Easy to set up and accessible to a broader range
of investors, donor-advised funds help clients achieve charitable goals and
give advisers something to talk about
March 22, 2020 By Mark Schoeff
Jr
Fortune
500 executive client of Dan Rinzema’s had a lot of appreciated stock on his
hands and felt charitably inclined. So Mr. Rinzema, chief client officer at
Greenleaf Trust, turned to a donor-advised fund to help the client with both
his tax and giving needs.
The
increasingly popular vehicle allows investors to make contributions of cash or
appreciated assets – such as public securities, private stock, real estate or art
– that qualify for a charitable tax deduction. Once assets have been put in
such a fund, investors can make grants to the charities of their choice.
Donor-advised
funds facilitate large donations that exceed the higher standard deduction
ushered in by the 2017 tax reform law and
qualify investors for a tax deduction equal to the fair market value of the
donation.
Using a
donor-advised fund enabled Mr. Rinzema to “match a high-deduction year with a
high-income year” and help the executive avoid capital gains taxes by gifting
appreciated stocks, as opposed to cash. Just as importantly, the client can
dole out charitable contributions from the DAF.
“They
allow us to create impact in the community the way the client wants, while
ensuring tax efficiencies,” Mr. Rinzema said.
The
funds are touted as a way to strengthen client relationships because they allow
financial advisers to start a conversation with clients about strategic
charitable giving, even if the clients only make modest contributions.
Donor-advised
funds have also generated some controversy because of their opacity. Donations
can be made anonymously from the vehicles, and there’s no payout requirement or
deadline.
One
reason the popularity of DAFs has spiked in recent years are changes introduced
by the 2017 tax reform law.
Under
that measure, the standard deduction doubled to $12,400 for individuals and
$24,800 for couples. The higher ceiling, combined with the elimination
and reduction of many itemized deductions, has made it more difficult to earn a
tax break for charitable giving.
A
donor-advised fund often is used to combine several years’ worth of
contributions into one donation that will qualify for a tax break in a
particular year.
Katharine
Earhart, co-founder of Fairlight Advisors, helped clients decide to bunch three
years of donations into a $75,000 contribution to a donor-advised fund. It is
housed at the East Bay Community Foundation, where the clients can help direct
it toward charities in the San Francisco area.
While
the clients are making distribution decisions on charitable donations, the fund
is getting bigger.
“It’s
sort of like a charitable piggy bank where assets can continue to grow
tax-free,” said Ken Nopar, senior philanthropic adviser at the American
Endowment Foundation, a large DAF.
The
timeline from a charitable notion to a donation is fairly short when using
DAFs, said David Bennett, president of the Community Foundation Research and
Training Institute.
“Compared
to a private foundation, it’s a lot easier to set them up and get them going,”
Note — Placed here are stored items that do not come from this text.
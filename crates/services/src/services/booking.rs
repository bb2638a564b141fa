use std::collections::HashMap;

use chrono::{DateTime, Duration, NaiveDate, Utc};
use db::{
    DBService,
    models::{
        barbershop::{Barbershop, BarbershopSummary},
        barbershop_service::BarbershopService,
        booking::{Booking, BookingWithService, CreateBooking},
    },
};
use thiserror::Error;
use tracing::info;
use uuid::Uuid;

use super::identity::{self, AccessError, Caller};

#[derive(Debug, Error)]
pub enum BookingError {
    #[error("database error: {0}")]
    Database(#[from] sqlx::Error),
    #[error(transparent)]
    Access(#[from] AccessError),
    #[error("service not found")]
    ServiceNotFound,
    #[error("booking not found")]
    BookingNotFound,
}

#[derive(Clone)]
pub struct BookingService {
    db: DBService,
}

impl BookingService {
    pub fn new(db: DBService) -> Self {
        Self { db }
    }

    pub async fn create_booking(
        &self,
        caller: Option<&Caller>,
        data: CreateBooking,
    ) -> Result<Booking, BookingError> {
        let user = identity::require(caller)?;

        let available = BarbershopService::find_by_id(&self.db.pool, data.service_id)
            .await?
            .is_some_and(|service| service.is_active);
        if !available {
            return Err(BookingError::ServiceNotFound);
        }

        let booking = Booking::create(&self.db.pool, user.id, &data, Uuid::new_v4()).await?;
        info!(booking_id = %booking.id, user_id = %user.id, date = %booking.date, "Booking created");
        Ok(booking)
    }

    /// Every booking on the given UTC calendar day
    pub async fn bookings_on_day(&self, day: NaiveDate) -> Result<Vec<Booking>, BookingError> {
        let start = day.and_time(chrono::NaiveTime::MIN).and_utc();
        Ok(Booking::find_between(&self.db.pool, start, start + Duration::days(1)).await?)
    }

    pub async fn delete_booking(
        &self,
        caller: Option<&Caller>,
        booking_id: Uuid,
    ) -> Result<(), BookingError> {
        let user = identity::require(caller)?;
        let booking = Booking::find_by_id(&self.db.pool, booking_id)
            .await?
            .ok_or(BookingError::BookingNotFound)?;
        if booking.user_id != user.id && !user.is_admin() {
            return Err(AccessError::Forbidden("only the owner can cancel this booking").into());
        }

        Booking::delete(&self.db.pool, booking.id).await?;
        info!(booking_id = %booking.id, user_id = %user.id, "Booking deleted");
        Ok(())
    }

    pub async fn confirmed_bookings(
        &self,
        caller: Option<&Caller>,
    ) -> Result<Vec<BookingWithService>, BookingError> {
        self.confirmed_bookings_at(caller, Utc::now()).await
    }

    pub async fn confirmed_bookings_at(
        &self,
        caller: Option<&Caller>,
        now: DateTime<Utc>,
    ) -> Result<Vec<BookingWithService>, BookingError> {
        let user = identity::require(caller)?;
        let bookings = Booking::find_for_user_from(&self.db.pool, user.id, now).await?;
        self.with_services(bookings).await
    }

    pub async fn concluded_bookings(
        &self,
        caller: Option<&Caller>,
    ) -> Result<Vec<BookingWithService>, BookingError> {
        self.concluded_bookings_at(caller, Utc::now()).await
    }

    pub async fn concluded_bookings_at(
        &self,
        caller: Option<&Caller>,
        now: DateTime<Utc>,
    ) -> Result<Vec<BookingWithService>, BookingError> {
        let user = identity::require(caller)?;
        let bookings = Booking::find_for_user_before(&self.db.pool, user.id, now).await?;
        self.with_services(bookings).await
    }

    /// Attaches service and shop to each booking. Bookings whose service or
    /// shop has since been removed are skipped.
    async fn with_services(
        &self,
        bookings: Vec<Booking>,
    ) -> Result<Vec<BookingWithService>, BookingError> {
        let mut shops: HashMap<Uuid, Option<BarbershopSummary>> = HashMap::new();
        let mut detailed = Vec::with_capacity(bookings.len());

        for booking in bookings {
            let Some(service) = BarbershopService::find_by_id(&self.db.pool, booking.service_id).await?
            else {
                continue;
            };
            let barbershop = match shops.get(&service.barbershop_id) {
                Some(cached) => cached.clone(),
                None => {
                    let summary = Barbershop::find_by_id(&self.db.pool, service.barbershop_id)
                        .await?
                        .map(|shop| BarbershopSummary::from(&shop));
                    shops.insert(service.barbershop_id, summary.clone());
                    summary
                }
            };
            if let Some(barbershop) = barbershop {
                detailed.push(BookingWithService {
                    booking,
                    service,
                    barbershop,
                });
            }
        }
        Ok(detailed)
    }
}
Mr. Bennett said. “Most people can easily achieve their charitable goals
through a DAF.”
Donor-advised
funds also make charitable giving more accessible to those who do not have high
net worth, Ms. Earhart said. “It’s a perfect strategy for the mass affluent and
the affluent.”
Rapid growth
The
widespread use of DAFs is evident in their rapid growth. Total contributions to
DAFs grew by 20% in 2018 to $37.12 billion, according to the National Philanthropic Trust. Those
donations represented 12.7% of all individual giving. A total of $23.42 billion
was granted from DAFs in 2018, up from $19.7 billion in 2017. The total
charitable assets in DAFs was $121.42 billion in 2018, up
from $112.10 billion in 2017.
The
NPF, which estimates there were about 728,563 donor-advised fund accounts in
2018, called them the most active and fastest-growing philanthropic vehicle.
“They’re
absolutely taking off,” said Ann Gill, chief philanthropic officer at Vanguard
Charitable.
Vanguard,
Fidelity and Schwab sponsor donor-advised funds through their charitable
organizations. Fidelity Charitable announced in February that donors
recommended a record $7.3 billion in grants from
their DAFs housed at Fidelity. Also in February, Vanguard Charitable said it
had issued $10 billion in grants since its inception in 1997.
Ms.
Gill touted the low cost, ease of use and flexibility of DAFs. But their value
to financial advisers can also be measured in how they shape client
relationships by catalyzing a discussion about what they want to do with their
money.
“It
takes the conversation to a deeper level,” Ms. Gill said. “You’re able to
connect with them on an emotional basis. They’re not just talking about
rebalancing their portfolio.”
Ms.
Earhart encourages advisers to help their clients “prepare a philanthropic
budget,” she said. “Ask them: What causes are you passionate about? It gives
you another way to talk to your clients and get to know them.”
Important outcome
Helping
a client determine where to direct his or her charitable contributions is one
of the most important outcomes of such conversations, said Peter Lipsett, vice
president of DonorsTrust, a donor-advised fund. For instance, clients who are
more conservative in their political views might want to contribute to Mr.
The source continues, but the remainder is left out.